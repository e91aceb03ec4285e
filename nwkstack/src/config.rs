//! Configuration: table capacities fixed at compile time, tree parameters
//! fixed at network formation.
//!
//! The `NwkConfig` trait sizes every bounded table. Pick `DefaultConfig`
//! for routers on larger parts and `SmallConfig` for constrained end
//! devices, or implement the trait for your own target:
//!
//! ```ignore
//! use nwkstack::{Nwk, NibConfig, NwkConfig};
//!
//! struct TinyConfig;
//! impl NwkConfig for TinyConfig {
//!     const MAX_NEIGHBORS: usize = 6;
//!     // ...
//! }
//!
//! let nwk = Nwk::<_, _, _, TinyConfig>::new(mac, random, clock, NibConfig::end_device());
//! ```

use crate::types::DeviceType;

/// Compile-time table capacities. All bounds must be non-zero.
pub trait NwkConfig {
    /// Neighbor table entries.
    const MAX_NEIGHBORS: usize;

    /// Routing table entries.
    const MAX_ROUTES: usize;

    /// Concurrent route discoveries tracked.
    const MAX_DISCOVERY: usize;

    /// Frames parked while waiting for a route.
    const MAX_PENDING: usize;

    /// Passive-ack (broadcast transaction) records.
    const MAX_PASSIVE_ACKS: usize;

    /// Short/extended address correlations.
    const MAX_ADDRESS_MAP: usize;
}

/// Capacities for routers and coordinators.
#[derive(Debug, Clone, Copy, Default)]
pub struct DefaultConfig;

impl NwkConfig for DefaultConfig {
    const MAX_NEIGHBORS: usize = 32;
    const MAX_ROUTES: usize = 32;
    const MAX_DISCOVERY: usize = 8;
    const MAX_PENDING: usize = 8;
    const MAX_PASSIVE_ACKS: usize = 16;
    const MAX_ADDRESS_MAP: usize = 32;
}

/// Capacities for constrained devices.
#[derive(Debug, Clone, Copy, Default)]
pub struct SmallConfig;

impl NwkConfig for SmallConfig {
    const MAX_NEIGHBORS: usize = 8;
    const MAX_ROUTES: usize = 4;
    const MAX_DISCOVERY: usize = 2;
    const MAX_PENDING: usize = 2;
    const MAX_PASSIVE_ACKS: usize = 4;
    const MAX_ADDRESS_MAP: usize = 8;
}

/// Runtime network parameters loaded into the NIB.
///
/// `max_routers`, `max_children` and `max_depth` define the tree address
/// allocation and must match across the whole network.
#[derive(Debug, Clone, Copy, PartialEq, Eq)]
pub struct NibConfig {
    pub device_type: DeviceType,
    pub max_routers: u8,
    pub max_children: u8,
    pub max_depth: u8,
    pub rx_on_when_idle: bool,
    pub ext_pan_id: u64,
}

impl NibConfig {
    pub fn coordinator() -> Self {
        Self {
            device_type: DeviceType::Coordinator,
            ..Self::default()
        }
    }

    pub fn router() -> Self {
        Self::default()
    }

    pub fn end_device() -> Self {
        Self {
            device_type: DeviceType::EndDevice,
            rx_on_when_idle: false,
            ..Self::default()
        }
    }

    /// Override the tree parameters.
    pub fn with_tree(mut self, max_routers: u8, max_children: u8, max_depth: u8) -> Self {
        self.max_routers = max_routers;
        self.max_children = max_children;
        self.max_depth = max_depth;
        self
    }
}

impl Default for NibConfig {
    fn default() -> Self {
        Self {
            device_type: DeviceType::Router,
            max_routers: 6,
            max_children: 20,
            max_depth: 5,
            rx_on_when_idle: true,
            ext_pan_id: 0,
        }
    }
}
//! Core types and constants for the network layer.

use crate::buffer::FrameBuf;
use crate::time::Duration;
use crate::wire::{DecodeError, NwkHeader};

/// 16-bit network (short) address assigned on join.
pub type ShortAddr = u16;

/// 64-bit IEEE extended address.
pub type ExtAddr = u64;

/// 16-bit PAN identifier.
pub type PanId = u16;

// Well-known addresses
pub const COORDINATOR_ADDR: ShortAddr = 0x0000;
/// Short address of a node that has not joined yet.
pub const UNASSIGNED_ADDR: ShortAddr = 0xFFFE;
/// Link-layer broadcast destination.
pub const MAC_BROADCAST_ADDR: ShortAddr = 0xFFFF;
/// Lowest address of the reserved broadcast range (0xFFF8..=0xFFFF).
pub const NWK_BROADCAST_MASK: ShortAddr = 0xFFF8;
pub const NWK_BROADCAST_ALL: ShortAddr = 0xFFFF;
pub const NWK_BROADCAST_RX_ON_WHEN_IDLE: ShortAddr = 0xFFFD;
pub const NWK_BROADCAST_ROUTERS: ShortAddr = 0xFFFC;
pub const NWK_BROADCAST_LOW_POWER_ROUTERS: ShortAddr = 0xFFFB;

/// Sentinel for an unknown residual path cost in route discovery.
pub const INVALID_PATH_COST: u8 = 0xFF;

// Frame sizing
pub const NWK_PROTOCOL_VERSION: u8 = 2;
/// Fixed part of the NWK header (fcf + dest + src + radius + seq).
pub const NWK_HEADER_MIN_LEN: usize = 8;
/// Header with both IEEE addresses present.
pub const NWK_HEADER_MAX_LEN: usize = NWK_HEADER_MIN_LEN + 16;
/// Headroom reserved in locally built frames for the NWK and MAC headers.
pub const FRAME_HEADROOM: usize = 40;
/// Largest NWK frame (header + payload) a MAC data request may carry.
pub const DEFAULT_MTU: usize = 102;

// Timing. Expiry counters count slow ticks.
pub const TICK_INTERVAL: Duration = Duration::from_secs(1);
pub const DISCOVERY_EXPIRY_TICKS: u8 = 10;
pub const PENDING_EXPIRY_TICKS: u8 = 10;
pub const PASSIVE_ACK_EXPIRY_TICKS: u8 = 9;
/// Window during which neighbors are expected to relay a broadcast.
pub const PASSIVE_ACK_TIMEOUT: Duration = Duration::from_millis(500);
pub const MAX_BROADCAST_RETRIES: u8 = 3;
pub const MAX_BROADCAST_JITTER_MS: u64 = 64;

/// Role of a device in the network tree.
#[derive(Clone, Copy, Debug, PartialEq, Eq, Hash)]
pub enum DeviceType {
    Coordinator,
    Router,
    EndDevice,
}

impl DeviceType {
    /// Coordinators and routers relay traffic and own address blocks.
    pub fn is_router_capable(self) -> bool {
        matches!(self, DeviceType::Coordinator | DeviceType::Router)
    }
}

/// Relationship of a neighbor to this node.
#[derive(Clone, Copy, Debug, PartialEq, Eq, Hash)]
pub enum Relationship {
    Parent,
    Child,
    None,
}

/// Routing-table entry status.
#[derive(Clone, Copy, Debug, PartialEq, Eq, Hash)]
pub enum RouteStatus {
    Active,
    DiscoveryUnderway,
    ValidationUnderway,
}

impl RouteStatus {
    /// Active and validation-underway entries may carry traffic.
    pub fn is_usable(self) -> bool {
        matches!(self, RouteStatus::Active | RouteStatus::ValidationUnderway)
    }
}

/// Device-class filter encoded in a broadcast destination address.
#[derive(Clone, Copy, Debug, PartialEq, Eq, Hash)]
pub enum BroadcastClass {
    /// 0xFFFF: every device.
    All,
    /// 0xFFFD: devices with the receiver on when idle.
    RxOnWhenIdle,
    /// 0xFFFC: coordinator and routers.
    Routers,
    /// 0xFFFB: low-power routers.
    LowPowerRouters,
}

impl BroadcastClass {
    /// Decode the class of a broadcast address. Reserved addresses in the
    /// broadcast range yield `None`.
    pub fn from_addr(addr: ShortAddr) -> Option<Self> {
        match addr {
            NWK_BROADCAST_ALL => Some(BroadcastClass::All),
            NWK_BROADCAST_RX_ON_WHEN_IDLE => Some(BroadcastClass::RxOnWhenIdle),
            NWK_BROADCAST_ROUTERS => Some(BroadcastClass::Routers),
            NWK_BROADCAST_LOW_POWER_ROUTERS => Some(BroadcastClass::LowPowerRouters),
            _ => None,
        }
    }

    /// Whether a device of this type and receiver mode is addressed by the class.
    pub fn matches(self, device_type: DeviceType, rx_on_when_idle: bool) -> bool {
        match self {
            BroadcastClass::All => true,
            BroadcastClass::RxOnWhenIdle => rx_on_when_idle || device_type.is_router_capable(),
            BroadcastClass::Routers => device_type.is_router_capable(),
            BroadcastClass::LowPowerRouters => device_type == DeviceType::Router,
        }
    }
}

/// True for any address in the reserved broadcast range.
pub fn is_broadcast(addr: ShortAddr) -> bool {
    addr >= NWK_BROADCAST_MASK
}

/// Status reported to the layer above in a confirm.
#[derive(Clone, Copy, Debug, PartialEq, Eq)]
pub enum NwkStatus {
    Success,
    InvalidRequest,
    NotPermitted,
    /// Tree routing could not compute a next hop.
    RouteError,
    /// Route discovery never completed for a queued frame.
    RouteDiscoveryFailed,
    FrameTooLong,
    /// Link-layer delivery failed (no ack, channel access failure, ...).
    MacFailure,
}

/// Link-layer confirm status.
#[derive(Clone, Copy, Debug, PartialEq, Eq)]
pub enum MacStatus {
    Success,
    NoAck,
    ChannelAccessFailure,
    TransactionExpired,
}

impl From<MacStatus> for NwkStatus {
    fn from(status: MacStatus) -> Self {
        match status {
            MacStatus::Success => NwkStatus::Success,
            _ => NwkStatus::MacFailure,
        }
    }
}

/// Route-discovery request for a destination: whether the frame may wait for one.
#[derive(Clone, Copy, Debug, PartialEq, Eq, Default)]
pub enum DiscoverRoute {
    #[default]
    Suppress,
    Enable,
}

/// Error type for table and engine operations.
#[derive(Clone, Copy, Debug, PartialEq, Eq, thiserror::Error)]
pub enum NwkError {
    /// Table or pool is at capacity.
    #[error("table full")]
    TableFull,
    /// Entry keyed the same way already exists.
    #[error("entry already exists")]
    AlreadyExists,
    /// Operation not permitted in the current state.
    #[error("operation not permitted")]
    NotPermitted,
    /// Request parameters are invalid for this node.
    #[error("invalid request")]
    InvalidRequest,
    /// No next hop could be computed.
    #[error("no route to destination")]
    NoRoute,
    /// Frame does not fit the link-layer MTU.
    #[error("frame too large")]
    FrameTooLarge,
    /// Received frame could not be decoded.
    #[error("decode failed: {0}")]
    Decode(#[from] DecodeError),
}

/// Outbound request from the layer above.
#[derive(Clone, Debug)]
pub struct DataRequest {
    /// Destination short address (unicast or broadcast form).
    pub dest: ShortAddr,
    /// Hop budget; 0 selects the default radius (twice the maximum depth).
    pub radius: u8,
    pub discover_route: DiscoverRoute,
    /// Handle echoed back in the confirm.
    pub handle: u8,
    /// Network-layer payload, with headroom for headers.
    pub payload: FrameBuf,
}

/// Data delivered to the layer above.
#[derive(Clone, Debug)]
pub struct DataIndication {
    pub src_addr: ShortAddr,
    pub dest_addr: ShortAddr,
    /// Neighbor the frame was received from.
    pub link_src: ShortAddr,
    pub seq: u8,
    pub radius: u8,
    pub lqi: u8,
    pub payload: FrameBuf,
}

/// Messages from the network layer to the layer above.
#[derive(Clone, Debug)]
pub enum Indication {
    Data(DataIndication),
    Confirm { handle: u8, status: NwkStatus },
}

/// Events for external collaborators (route-discovery flood protocol,
/// command handlers, management).
#[derive(Clone, Debug)]
pub enum Event {
    /// Start route discovery toward `dest`; queued frames wait in the
    /// pending queue until `send_pending` finds a route.
    RouteDiscovery { dest: ShortAddr, radius: u8 },
    /// A NWK command frame was received. The buffer has been released; the
    /// payload is copied out for the command handler.
    Command {
        header: NwkHeader,
        link_src: ShortAddr,
        payload: alloc::vec::Vec<u8>,
    },
    /// Discovery for `dest` timed out; `route_purged` tells whether a
    /// never-activated routing-table entry was removed with it.
    DiscoveryTimeout { dest: ShortAddr, route_purged: bool },
    /// The active broadcast stopped retrying.
    BroadcastFinished { seq: u8, all_relayed: bool },
}

/// Counters kept by the engine. Every dropped frame lands in one of them.
#[derive(Clone, Copy, Debug, Default, PartialEq, Eq)]
pub struct NwkMetrics {
    /// Frames handed to the link layer (first transmissions and relays).
    pub frames_sent: u32,
    /// Frames relayed on behalf of another source.
    pub frames_relayed: u32,
    /// Frames delivered to the layer above.
    pub frames_delivered: u32,
    /// Frames received from the link layer.
    pub frames_received: u32,
    /// Received frames that failed to decode or were not for a serviced class.
    pub rx_dropped: u32,
    /// Broadcasts already seen from the same neighbor.
    pub duplicates: u32,
    /// Frames dropped because their radius ran out.
    pub radius_exhausted: u32,
    /// Tree routing produced no next hop.
    pub tree_route_failures: u32,
    /// Frames that could not be queued for discovery.
    pub pending_dropped: u32,
    /// Queued frames whose discovery timed out.
    pub pending_expired: u32,
    pub broadcast_rejected: u32,
    pub broadcast_retries: u32,
    /// Frames larger than the link MTU.
    pub oversize_dropped: u32,
    /// Link-layer failures for frames without a confirm handle.
    pub relay_failures: u32,
}

impl NwkMetrics {
    pub fn new() -> Self {
        Self::default()
    }
}

#[cfg(test)]
mod tests {
    use super::*;

    #[test]
    fn test_broadcast_range() {
        assert!(is_broadcast(0xFFFF));
        assert!(is_broadcast(0xFFF8));
        assert!(!is_broadcast(0xFFF7));
        assert!(!is_broadcast(COORDINATOR_ADDR));
    }

    #[test]
    fn test_broadcast_class_decoding() {
        assert_eq!(BroadcastClass::from_addr(0xFFFF), Some(BroadcastClass::All));
        assert_eq!(BroadcastClass::from_addr(0xFFFD), Some(BroadcastClass::RxOnWhenIdle));
        assert_eq!(BroadcastClass::from_addr(0xFFFC), Some(BroadcastClass::Routers));
        assert_eq!(BroadcastClass::from_addr(0xFFFE), None);
        assert_eq!(BroadcastClass::from_addr(0x1234), None);
    }

    #[test]
    fn test_broadcast_class_matching() {
        assert!(BroadcastClass::Routers.matches(DeviceType::Coordinator, true));
        assert!(!BroadcastClass::Routers.matches(DeviceType::EndDevice, true));
        assert!(BroadcastClass::RxOnWhenIdle.matches(DeviceType::EndDevice, true));
        assert!(!BroadcastClass::RxOnWhenIdle.matches(DeviceType::EndDevice, false));
        assert!(BroadcastClass::All.matches(DeviceType::EndDevice, false));
    }

    #[test]
    fn test_route_status_usable() {
        assert!(RouteStatus::Active.is_usable());
        assert!(RouteStatus::ValidationUnderway.is_usable());
        assert!(!RouteStatus::DiscoveryUnderway.is_usable());
    }

    #[test]
    fn test_mac_status_maps_to_nwk_status() {
        assert_eq!(NwkStatus::from(MacStatus::Success), NwkStatus::Success);
        assert_eq!(NwkStatus::from(MacStatus::NoAck), NwkStatus::MacFailure);
    }
}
# # # # # # #
▸ Task statement
Count the lines in the material above where the word "nwkstack" occurs, and reply with nothing but the number.

▸ Output below
2